The culture of some of the island communities of Scotland’s western fringes is very different from the mainland. Dominated as they are by the Free Presbyterian churches, Sundays for the majority of people living on these islands is truly a day which is set aside for worship and rest.
In recent years however, the values and culture of the mainland have begun to encroach on these communities in a seemingly unstoppable manner.
Despite the best efforts of organisations such as the Lord’s Day Observance Society, the northern isles have lost a series of crucial battles. The winners have been privately-owned businesses with ferries and flights working on Sundays. Some pubs and a petrol station in Stornoway are open and busy on a Sunday, in spite of the dire warnings of some clergy.
Sabbatarians take their authority from the Fourth of the Ten Commandments which states:
"Remember the Sabbath day, to keep it holy. Six days you shall labour and do all your work, but the seventh day is the Sabbath of the Lord your God. In it you shall do no work: you, nor your son, nor your daughter, nor your male servant, nor your female servant, nor your cattle, nor your stranger who is within your gates. For in six days the Lord made the heavens and the earth, the sea, and all that is in them, and rested the seventh day. Therefore the Lord blessed the Sabbath day and hallowed it"
As a born again Christian I find this commandment to be eminently sensible. The principle, laid out in the commandment is that we should rest for one day out of every seven. The Bible does not say that the sabbath must be the last or the first day of the week, as the whole idea of weeks is not even mentioned in the scripture. Human beings are simply asked to work for six days, then rest for one.

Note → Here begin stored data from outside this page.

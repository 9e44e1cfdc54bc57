use crate::subjects::SubjectTable;
use ndarray::{Array1, ArrayView1};
use thiserror::Error;

/// Errors surfaced while building baseline hazards or applying a risk model.
#[derive(Debug, Error, PartialEq)]
pub enum HazardError {
    #[error("constant hazard rate must be positive and finite, got {0}")]
    InvalidRate(f64),
    #[error("Weibull shape and scale must be positive and finite (shape={shape}, scale={scale})")]
    InvalidWeibull { shape: f64, scale: f64 },
    #[error("piecewise hazard needs matching time and value vectors ({times} times, {values} values)")]
    KnotLengthMismatch { times: usize, values: usize },
    #[error("piecewise hazard knots must be finite, non-negative and strictly increasing in time")]
    InvalidKnotTimes,
    #[error("piecewise cumulative hazard values must be finite, non-negative and non-decreasing")]
    InvalidKnotValues,
    #[error("risk model needs covariate '{0}' which the subject table does not carry")]
    MissingCovariate(String),
    #[error("risk score of subject {index} is {value}; scores must be finite and non-negative")]
    InvalidRiskScore { index: usize, value: f64 },
}

/// Cumulative baseline hazard `Λ(t)`: non-decreasing with `Λ(0) = 0`.
///
/// Implementations are shared read-only with the worker threads that fill the
/// hazard-contribution matrix.
pub trait CumulativeHazard: Send + Sync {
    fn cumulative(&self, t: f64) -> f64;
}

impl<T: CumulativeHazard + ?Sized> CumulativeHazard for Box<T> {
    #[inline]
    fn cumulative(&self, t: f64) -> f64 {
        (**self).cumulative(t)
    }
}

/// Exponential baseline, `Λ(t) = rate · t`.
#[derive(Debug, Clone, Copy, PartialEq)]
pub struct ConstantHazard {
    rate: f64,
}

impl ConstantHazard {
    pub fn new(rate: f64) -> Result<Self, HazardError> {
        if !rate.is_finite() || rate <= 0.0 {
            return Err(HazardError::InvalidRate(rate));
        }
        Ok(Self { rate })
    }

    pub fn rate(&self) -> f64 {
        self.rate
    }
}

impl CumulativeHazard for ConstantHazard {
    #[inline]
    fn cumulative(&self, t: f64) -> f64 {
        self.rate * t.max(0.0)
    }
}

/// Weibull baseline, `Λ(t) = (t / scale)^shape`.
#[derive(Debug, Clone, Copy, PartialEq)]
pub struct WeibullHazard {
    shape: f64,
    scale: f64,
}

impl WeibullHazard {
    pub fn new(shape: f64, scale: f64) -> Result<Self, HazardError> {
        if !shape.is_finite() || shape <= 0.0 || !scale.is_finite() || scale <= 0.0 {
            return Err(HazardError::InvalidWeibull { shape, scale });
        }
        Ok(Self { shape, scale })
    }
}

impl CumulativeHazard for WeibullHazard {
    #[inline]
    fn cumulative(&self, t: f64) -> f64 {
        if t <= 0.0 {
            0.0
        } else {
            (t / self.scale).powf(self.shape)
        }
    }
}

/// Tabulated cumulative hazard (e.g. a Breslow estimate from a fitted Cox
/// model) evaluated by linear interpolation and held flat past the last knot.
#[derive(Debug, Clone, PartialEq)]
pub struct PiecewiseHazard {
    times: Vec<f64>,
    values: Vec<f64>,
}

impl PiecewiseHazard {
    /// A knot at the origin with value 0 is inserted when the table does not start there.
    pub fn new(times: Vec<f64>, values: Vec<f64>) -> Result<Self, HazardError> {
        if times.len() != values.len() || times.is_empty() {
            return Err(HazardError::KnotLengthMismatch {
                times: times.len(),
                values: values.len(),
            });
        }
        if times.iter().any(|t| !t.is_finite() || *t < 0.0)
            || times.windows(2).any(|pair| pair[1] <= pair[0])
        {
            return Err(HazardError::InvalidKnotTimes);
        }
        if values.iter().any(|v| !v.is_finite() || *v < 0.0)
            || values.windows(2).any(|pair| pair[1] < pair[0])
        {
            return Err(HazardError::InvalidKnotValues);
        }

        let (mut times, mut values) = (times, values);
        if times[0] > 0.0 {
            times.insert(0, 0.0);
            values.insert(0, 0.0);
        } else if values[0] != 0.0 {
            return Err(HazardError::InvalidKnotValues);
        }
        Ok(Self { times, values })
    }
}

impl CumulativeHazard for PiecewiseHazard {
    fn cumulative(&self, t: f64) -> f64 {
        if t <= 0.0 {
            return 0.0;
        }
        let upper = self.times.partition_point(|&knot| knot <= t);
        if upper >= self.times.len() {
            return self.values[self.values.len() - 1];
        }
        let lower = upper - 1;
        let (t0, t1) = (self.times[lower], self.times[upper]);
        let (v0, v1) = (self.values[lower], self.values[upper]);
        v0 + (v1 - v0) * (t - t0) / (t1 - t0)
    }
}

/// Any closure used as a cumulative baseline hazard.
pub struct FnHazard<F>(pub F);

impl<F> CumulativeHazard for FnHazard<F>
where
    F: Fn(f64) -> f64 + Send + Sync,
{
    #[inline]
    fn cumulative(&self, t: f64) -> f64 {
        (self.0)(t)
    }
}

/// Maps the covariates of a subject table to relative-risk multipliers.
pub trait RiskModel: Send + Sync {
    fn risk_scores(&self, table: &SubjectTable) -> Result<Array1<f64>, HazardError>;
}

/// No risk adjustment: every subject has multiplier 1.
#[derive(Debug, Clone, Copy, Default)]
pub struct UnitRisk;

impl RiskModel for UnitRisk {
    fn risk_scores(&self, table: &SubjectTable) -> Result<Array1<f64>, HazardError> {
        Ok(Array1::ones(table.len()))
    }
}

/// Proportional-hazards risk `exp(Σ β_j (z_j − c_j))` with coefficients
/// fitted elsewhere.
#[derive(Debug, Clone, PartialEq, Default)]
pub struct LinearRisk {
    terms: Vec<LinearTerm>,
}

#[derive(Debug, Clone, PartialEq)]
struct LinearTerm {
    covariate: String,
    coefficient: f64,
    centre: f64,
}

impl LinearRisk {
    pub fn new() -> Self {
        Self::default()
    }

    pub fn with_term(mut self, covariate: impl Into<String>, coefficient: f64, centre: f64) -> Self {
        self.terms.push(LinearTerm {
            covariate: covariate.into(),
            coefficient,
            centre,
        });
        self
    }
}

impl RiskModel for LinearRisk {
    fn risk_scores(&self, table: &SubjectTable) -> Result<Array1<f64>, HazardError> {
        let mut linear_predictor = Array1::<f64>::zeros(table.len());
        for term in &self.terms {
            let column = table
                .covariate(&term.covariate)
                .ok_or_else(|| HazardError::MissingCovariate(term.covariate.clone()))?;
            linear_predictor.scaled_add(term.coefficient, &column.mapv(|z| z - term.centre));
        }
        let scores = linear_predictor.mapv(f64::exp);
        check_risk_scores(scores.view())?;
        Ok(scores)
    }
}

/// Every multiplier must be finite and non-negative.
pub fn check_risk_scores(scores: ArrayView1<'_, f64>) -> Result<(), HazardError> {
    match scores
        .iter()
        .enumerate()
        .find(|(_, value)| !value.is_finite() || **value < 0.0)
    {
        Some((index, &value)) => Err(HazardError::InvalidRiskScore { index, value }),
        None => Ok(()),
    }
}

Despite their setbacks, Christians on the island of Lewis are continuing their campaign to keep the Sabbath. In a paper entitled ‘Fundamentalism and Secularization: The Case of the Isle of Lewis’, the academic, Sebastien Fath explains what motivates Lewis Christians and their leaders to act as they do:
“Their churches still attract people on the basis of a ministry ‘centred on the Bible’ and focused on ‘the clear explanation of the good news that Jesus came into the world to redeem people from sin’. One must say that Lewis churches, although conservative, do not fight democratic values. They do not fight individual choice. They do not fight religious freedom, and freedom of conscience.
What they fight is a worldview in which God is not the first provider of meaning. They fight a worldview exclusively centred on Man. They fight for a world in which religion remains the centre of ordinary life.
Lewis pastors are not shy people... They plead vocally for Christian values in the public place, in and out of isle of Lewis. The Stornoway Gazette is full of public stands taken by pastors on issues like education, creation, sexual purity, pastoral care, families, keeping the sabbath, fighting atheism, etc.
In doing so, they do not always put on silk gloves: commenting on the war on terror, a minister and regular contributor from Back Free Church reminds his readers in an article published in July 2007: “remember that the real war on terror is what God himself engaged in when he sent his innocent Son to die for a fallen world ... In the same article, he claims unashamedly: "I am a Christian radical fundamentalist. I believe the text of the Bible is without error in the original autographs, wholly given by inspiration of the Holy Spirit. My whole life and ministry are centred around the true claims of the Person and Work of Jesus of Nazareth. And I am called to proclaim and preach that message into a confused world."
Well done to the ministers of Lewis who are real 21st century heroes.
Let’s pray that the Christian leaders on the mainland will have the same uncompromising courage to take a stand in the public square for a world in which the Living God is the ‘first provider of meaning’ in all things.